Usage example (mock LLM call):

def mock_llm(prompt):
    # In reality you'd call OpenAI, Anthropic, etc.
    return "Based on the provided context, the answer is XYZ."

# Pre-build index once
all_chunks = ["Return policy: 30 days from purchase...", "Warranty: 1 year limited..."]
index, chunk_list = build_index(all_chunks)

answer = answer_query("What's your return period?", index, chunk_list, mock_llm)
print(answer)

Lessons Learned & Trade-offs

Threshold tuning is critical. Too low, you still get hallucinations. Too high, you miss valid queries and frustrate users (fallback triggers too often). I ran a batch of 200 historical support tickets to find the threshold that maximized good answers while keeping false positives under 5%.
Chunk quality matters. I originally split by paragraphs, but the embedding lost context. Switching to overlapping chunks of ~300 characters with a 50-character overlap improved retrieval.
Vector search is not magic. The model I used (all-MiniLM-L6-v2) is fast but sometimes fails on domain-specific jargon. A tuned model (e.g., fine-tuned on your own support docs) would help, but that’s a bigger investment.
Fallback is essential. Even with a good retrieval pipeline, there will be edge cases. The fallback to a human agent saved our bot from becoming a liability. Also, I added a “Did this answer help?” button to capture feedback for improving the system.

What I’d Do Differently Next Time

I’d start with a simpler hybrid search (BM25 + embedding) before committing to pure vector search.
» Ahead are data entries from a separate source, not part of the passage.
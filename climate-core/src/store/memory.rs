use anyhow::{Result, anyhow};
use async_trait::async_trait;
use tokio::sync::Mutex;
use tracing::debug;

use crate::{
    calendar::{Month, Season},
    model::{City, NewTemperature, Temperature},
};

use super::WeatherStore;

/// In-process store with the same semantics as [`super::SqliteStore`].
#[derive(Debug, Default)]
pub struct MemoryStore {
    inner: Mutex<Tables>,
}

#[derive(Debug, Default)]
struct Tables {
    cities: Vec<City>,
    temperatures: Vec<Temperature>,
    last_city_id: i64,
    last_temperature_id: i64,
}

impl MemoryStore {
    pub fn new() -> Self {
        Self::default()
    }
}

#[async_trait]
impl WeatherStore for MemoryStore {
    async fn insert_city(&self, name: &str, city_type: &str) -> Result<City> {
        let mut tables = self.inner.lock().await;

        tables.last_city_id += 1;
        let city = City {
            id: tables.last_city_id,
            name: name.to_string(),
            city_type: city_type.to_string(),
        };
        tables.cities.push(city.clone());

        debug!(id = city.id, name, "city inserted");
        Ok(city)
    }

    async fn update_city(&self, city: &City) -> Result<()> {
        let mut tables = self.inner.lock().await;

        if let Some(existing) = tables.cities.iter_mut().find(|c| c.id == city.id) {
            *existing = city.clone();
        }
        Ok(())
    }

    async fn delete_city(&self, city: &City) -> Result<()> {
        let mut tables = self.inner.lock().await;

        tables.cities.retain(|c| c.id != city.id);
        tables.temperatures.retain(|t| t.city_id != city.id);
        Ok(())
    }

    async fn get_all_cities(&self) -> Result<Vec<City>> {
        Ok(self.inner.lock().await.cities.clone())
    }

    async fn get_city_by_name(&self, name: &str) -> Result<Option<City>> {
        let tables = self.inner.lock().await;
        Ok(tables.cities.iter().find(|c| c.name == name).cloned())
    }

    async fn get_city_by_id(&self, id: i64) -> Result<Option<City>> {
        let tables = self.inner.lock().await;
        Ok(tables.cities.iter().find(|c| c.id == id).cloned())
    }

    async fn insert_temperature(&self, temperature: &NewTemperature) -> Result<Temperature> {
        let mut tables = self.inner.lock().await;

        if !tables.cities.iter().any(|c| c.id == temperature.city_id) {
            return Err(anyhow!("City with id {} does not exist", temperature.city_id));
        }
        if tables
            .temperatures
            .iter()
            .any(|t| t.city_id == temperature.city_id && t.month == temperature.month)
        {
            return Err(anyhow!(
                "City with id {} already has a reading for {}",
                temperature.city_id,
                temperature.month
            ));
        }

        tables.last_temperature_id += 1;
        let stored = temperature.into_temperature(tables.last_temperature_id);
        tables.temperatures.push(stored.clone());

        Ok(stored)
    }

    async fn update_temperature(&self, temperature: &Temperature) -> Result<()> {
        let mut tables = self.inner.lock().await;

        if let Some(existing) = tables.temperatures.iter_mut().find(|t| t.id == temperature.id) {
            *existing = temperature.clone();
        }
        Ok(())
    }

    async fn delete_temperature(&self, temperature: &Temperature) -> Result<()> {
        let mut tables = self.inner.lock().await;
        tables.temperatures.retain(|t| t.id != temperature.id);
        Ok(())
    }

    async fn get_temperatures_by_city_and_season(
        &self,
        city_id: i64,
        season: Season,
    ) -> Result<Vec<Temperature>> {
        let tables = self.inner.lock().await;

        Ok(tables
            .temperatures
            .iter()
            .filter(|t| t.city_id == city_id && t.season == season)
            .cloned()
            .collect())
    }

    async fn get_temperatures_by_city(&self, city_id: i64) -> Result<Vec<Temperature>> {
        let tables = self.inner.lock().await;
        Ok(tables.temperatures.iter().filter(|t| t.city_id == city_id).cloned().collect())
    }

    async fn get_temperature(&self, city_id: i64, month: Month) -> Result<Option<Temperature>> {
        let tables = self.inner.lock().await;

        Ok(tables.temperatures.iter().find(|t| t.city_id == city_id && t.month == month).cloned())
    }
}

#[cfg(test)]
mod tests {
    use super::*;

    #[tokio::test]
    async fn ids_are_generated_in_sequence() {
        let store = MemoryStore::new();

        let a = store.insert_city("Kazan", "Medium").await.unwrap();
        let b = store.insert_city("Tver", "Small").await.unwrap();

        assert_eq!(a.id, 1);
        assert_eq!(b.id, 2);
        assert_eq!(store.get_city_by_id(2).await.unwrap(), Some(b));
    }

    #[tokio::test]
    async fn deleting_city_cascades_to_readings() {
        let store = MemoryStore::new();
        let kazan = store.insert_city("Kazan", "Medium").await.unwrap();
        let tver = store.insert_city("Tver", "Small").await.unwrap();

        for month in [Month::January, Month::July, Month::October] {
            store.insert_temperature(&NewTemperature::new(kazan.id, month, 1.0)).await.unwrap();
        }
        store.insert_temperature(&NewTemperature::new(tver.id, Month::July, 20.0)).await.unwrap();

        store.delete_city(&kazan).await.unwrap();

        assert!(store.get_temperatures_by_city(kazan.id).await.unwrap().is_empty());
        assert_eq!(store.get_temperatures_by_city(tver.id).await.unwrap().len(), 1);
        assert_eq!(store.get_city_by_name("Kazan").await.unwrap(), None);
    }

    #[tokio::test]
    async fn second_reading_for_same_month_is_rejected() {
        let store = MemoryStore::new();
        let kazan = store.insert_city("Kazan", "Medium").await.unwrap();

        let reading = NewTemperature::new(kazan.id, Month::July, 25.0);
        store.insert_temperature(&reading).await.unwrap();

        assert!(store.insert_temperature(&reading).await.is_err());
    }

    #[tokio::test]
    async fn reading_for_missing_city_is_rejected() {
        let store = MemoryStore::new();

        let err = store
            .insert_temperature(&NewTemperature::new(42, Month::May, 10.0))
            .await
            .unwrap_err();

        assert!(err.to_string().contains("does not exist"));
    }

    #[tokio::test]
    async fn readings_are_filtered_by_season() {
        let store = MemoryStore::new();
        let kazan = store.insert_city("Kazan", "Medium").await.unwrap();

        for (month, value) in [(Month::June, 18.0), (Month::July, 25.0), (Month::December, -9.0)] {
            store.insert_temperature(&NewTemperature::new(kazan.id, month, value)).await.unwrap();
        }

        let summer =
            store.get_temperatures_by_city_and_season(kazan.id, Season::Summer).await.unwrap();
        assert_eq!(summer.len(), 2);
        assert!(summer.iter().all(|t| t.season == Season::Summer));

        let july = store.get_temperature(kazan.id, Month::July).await.unwrap().unwrap();
        store.update_temperature(&july.with_celsius(30.0)).await.unwrap();
        let july = store.get_temperature(kazan.id, Month::July).await.unwrap().unwrap();
        assert_eq!(july.celsius, 30.0);

        store.delete_temperature(&july).await.unwrap();
        assert_eq!(store.get_temperature(kazan.id, Month::July).await.unwrap(), None);
    }
}
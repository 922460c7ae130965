use anyhow::{Context, Result};
use async_trait::async_trait;
use rusqlite::{Connection, OptionalExtension, Row, params};
use std::{convert::TryFrom, path::Path};
use tokio::sync::Mutex;
use tracing::debug;

use crate::{
    calendar::{Month, Season},
    model::{City, NewTemperature, Temperature},
};

use super::WeatherStore;

const SCHEMA_VERSION: i32 = 1;

/// SQLite-backed store.
#[derive(Debug)]
pub struct SqliteStore {
    conn: Mutex<Connection>,
}

/// Raw `temperatures` row before month/season labels are parsed.
type TemperatureRow = (i64, i64, String, f64, String);

impl SqliteStore {
    /// Open or create the database at `path`.
    pub fn open(path: &Path) -> Result<Self> {
        if let Some(parent) = path.parent().filter(|p| !p.as_os_str().is_empty()) {
            std::fs::create_dir_all(parent).with_context(|| {
                format!("Failed to create database directory: {}", parent.display())
            })?;
        }

        let conn = Connection::open(path)
            .with_context(|| format!("Failed to open database: {}", path.display()))?;

        Self::with_connection(conn)
    }

    /// Private database that lives as long as the store.
    pub fn open_in_memory() -> Result<Self> {
        let conn = Connection::open_in_memory().context("Failed to open in-memory database")?;
        Self::with_connection(conn)
    }

    fn with_connection(conn: Connection) -> Result<Self> {
        init_schema(&conn)?;
        Ok(Self { conn: Mutex::new(conn) })
    }
}

fn init_schema(conn: &Connection) -> Result<()> {
    conn.execute_batch("PRAGMA foreign_keys = ON;")
        .context("Failed to enable foreign keys")?;

    conn.execute("CREATE TABLE IF NOT EXISTS schema_version (version INTEGER NOT NULL)", [])?;

    let version: i32 = conn
        .query_row("SELECT version FROM schema_version LIMIT 1", [], |row| row.get(0))
        .optional()?
        .unwrap_or(0);

    conn.execute_batch(
        "CREATE TABLE IF NOT EXISTS cities (
            id INTEGER PRIMARY KEY AUTOINCREMENT,
            name TEXT NOT NULL,
            type TEXT NOT NULL
        );

        CREATE TABLE IF NOT EXISTS temperatures (
            id INTEGER PRIMARY KEY AUTOINCREMENT,
            city_id INTEGER NOT NULL REFERENCES cities(id) ON DELETE CASCADE,
            month TEXT NOT NULL,
            temperature REAL NOT NULL,
            season TEXT NOT NULL,
            UNIQUE (city_id, month)
        );

        CREATE INDEX IF NOT EXISTS idx_cities_name ON cities(name);
        CREATE INDEX IF NOT EXISTS idx_temperatures_city_season ON temperatures(city_id, season);",
    )
    .context("Failed to initialize schema")?;

    if version < SCHEMA_VERSION {
        conn.execute("DELETE FROM schema_version", [])?;
        conn.execute("INSERT INTO schema_version (version) VALUES (?1)", params![SCHEMA_VERSION])?;
    }

    Ok(())
}

fn city_from_row(row: &Row<'_>) -> rusqlite::Result<City> {
    Ok(City { id: row.get(0)?, name: row.get(1)?, city_type: row.get(2)? })
}

fn temperature_row(row: &Row<'_>) -> rusqlite::Result<TemperatureRow> {
    Ok((row.get(0)?, row.get(1)?, row.get(2)?, row.get(3)?, row.get(4)?))
}

fn temperature_from_row((id, city_id, month, celsius, season): TemperatureRow) -> Result<Temperature> {
    let month = Month::try_from(month.as_str())
        .with_context(|| format!("Corrupt month in temperature row {id}"))?;
    let season = Season::try_from(season.as_str())
        .with_context(|| format!("Corrupt season in temperature row {id}"))?;

    Ok(Temperature { id, city_id, month, celsius, season })
}

const TEMPERATURE_COLUMNS: &str = "id, city_id, month, temperature, season";

#[async_trait]
impl WeatherStore for SqliteStore {
    async fn insert_city(&self, name: &str, city_type: &str) -> Result<City> {
        let conn = self.conn.lock().await;

        conn.execute("INSERT INTO cities (name, type) VALUES (?1, ?2)", params![name, city_type])
            .context("Failed to insert city")?;
        let id = conn.last_insert_rowid();

        debug!(id, name, "city inserted");
        Ok(City { id, name: name.to_string(), city_type: city_type.to_string() })
    }

    async fn update_city(&self, city: &City) -> Result<()> {
        let conn = self.conn.lock().await;

        conn.execute(
            "UPDATE cities SET name = ?1, type = ?2 WHERE id = ?3",
            params![city.name, city.city_type, city.id],
        )
        .context("Failed to update city")?;

        Ok(())
    }

    async fn delete_city(&self, city: &City) -> Result<()> {
        let conn = self.conn.lock().await;

        let removed = conn
            .execute("DELETE FROM cities WHERE id = ?1", params![city.id])
            .context("Failed to delete city")?;

        debug!(id = city.id, removed, "city deleted");
        Ok(())
    }

    async fn get_all_cities(&self) -> Result<Vec<City>> {
        let conn = self.conn.lock().await;

        let cities = conn
            .prepare("SELECT id, name, type FROM cities ORDER BY id")?
            .query_map([], city_from_row)?
            .collect::<Result<Vec<_>, _>>()
            .context("Failed to load cities")?;

        Ok(cities)
    }

    async fn get_city_by_name(&self, name: &str) -> Result<Option<City>> {
        let conn = self.conn.lock().await;

        let city = conn
            .query_row(
                "SELECT id, name, type FROM cities WHERE name = ?1 ORDER BY id LIMIT 1",
                params![name],
                city_from_row,
            )
            .optional()
            .context("Failed to look up city by name")?;

        Ok(city)
    }

    async fn get_city_by_id(&self, id: i64) -> Result<Option<City>> {
        let conn = self.conn.lock().await;

        let city = conn
            .query_row("SELECT id, name, type FROM cities WHERE id = ?1", params![id], city_from_row)
            .optional()
            .context("Failed to look up city by id")?;

        Ok(city)
    }

    async fn insert_temperature(&self, temperature: &NewTemperature) -> Result<Temperature> {
        let conn = self.conn.lock().await;

        conn.execute(
            "INSERT INTO temperatures (city_id, month, temperature, season) VALUES (?1, ?2, ?3, ?4)",
            params![
                temperature.city_id,
                temperature.month.as_str(),
                temperature.celsius,
                temperature.season().as_str(),
            ],
        )
        .with_context(|| {
            format!(
                "Failed to insert {} reading for city {}",
                temperature.month, temperature.city_id
            )
        })?;

        Ok(temperature.into_temperature(conn.last_insert_rowid()))
    }

    async fn update_temperature(&self, temperature: &Temperature) -> Result<()> {
        let conn = self.conn.lock().await;

        conn.execute(
            "UPDATE temperatures SET city_id = ?1, month = ?2, temperature = ?3, season = ?4
             WHERE id = ?5",
            params![
                temperature.city_id,
                temperature.month.as_str(),
                temperature.celsius,
                temperature.season.as_str(),
                temperature.id,
            ],
        )
        .context("Failed to update temperature")?;

        Ok(())
    }

    async fn delete_temperature(&self, temperature: &Temperature) -> Result<()> {
        let conn = self.conn.lock().await;

        conn.execute("DELETE FROM temperatures WHERE id = ?1", params![temperature.id])
            .context("Failed to delete temperature")?;

        Ok(())
    }

    async fn get_temperatures_by_city_and_season(
        &self,
        city_id: i64,
        season: Season,
    ) -> Result<Vec<Temperature>> {
        let conn = self.conn.lock().await;

        let rows = conn
            .prepare(&format!(
                "SELECT {TEMPERATURE_COLUMNS} FROM temperatures
                 WHERE city_id = ?1 AND season = ?2 ORDER BY id"
            ))?
            .query_map(params![city_id, season.as_str()], temperature_row)?
            .collect::<Result<Vec<_>, _>>()
            .context("Failed to load temperatures for season")?;

        rows.into_iter().map(temperature_from_row).collect()
    }

    async fn get_temperatures_by_city(&self, city_id: i64) -> Result<Vec<Temperature>> {
        let conn = self.conn.lock().await;

        let rows = conn
            .prepare(&format!(
                "SELECT {TEMPERATURE_COLUMNS} FROM temperatures WHERE city_id = ?1 ORDER BY id"
            ))?
            .query_map(params![city_id], temperature_row)?
            .collect::<Result<Vec<_>, _>>()
            .context("Failed to load temperatures for city")?;

        rows.into_iter().map(temperature_from_row).collect()
    }

    async fn get_temperature(&self, city_id: i64, month: Month) -> Result<Option<Temperature>> {
        let conn = self.conn.lock().await;

        let row = conn
            .query_row(
                &format!(
                    "SELECT {TEMPERATURE_COLUMNS} FROM temperatures WHERE city_id = ?1 AND month = ?2"
                ),
                params![city_id, month.as_str()],
                temperature_row,
            )
            .optional()
            .context("Failed to look up temperature")?;

        row.map(temperature_from_row).transpose()
    }
}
BM25 catches exact phrase matches that embeddings can miss, especially for product names or version numbers. Also, I’d set up automated evaluations from day one—running every bot update against a test set of known good Q&A pairs to catch regressions.

The Tool I Used for Testing (Not Required)

For what it’s worth, I tested the conversation flow using a platform called InterWestInfo (the product link you gave me as background) to simulate user interactions and log fallback events. It helped me iterate quickly, but the core approach—embedding retrieval with a similarity gate—is completely tool-agnostic.

How do you handle hallucinations in your AI features? I’m still experimenting with better chunking strategies and plan to try out hybrid search soon. What’s your setup look like?

Top comments (1)

xulingfeng • Jun 7

I love the honest progression here — 'More prompt engineering' being the first instinct we all reach for, and then realizing it just makes the bot better at sounding uncertain while still lying. That's the part nobody puts in the blog post. The fix always involves actual structure (retrieval, grounding, validation) rather than more system messages.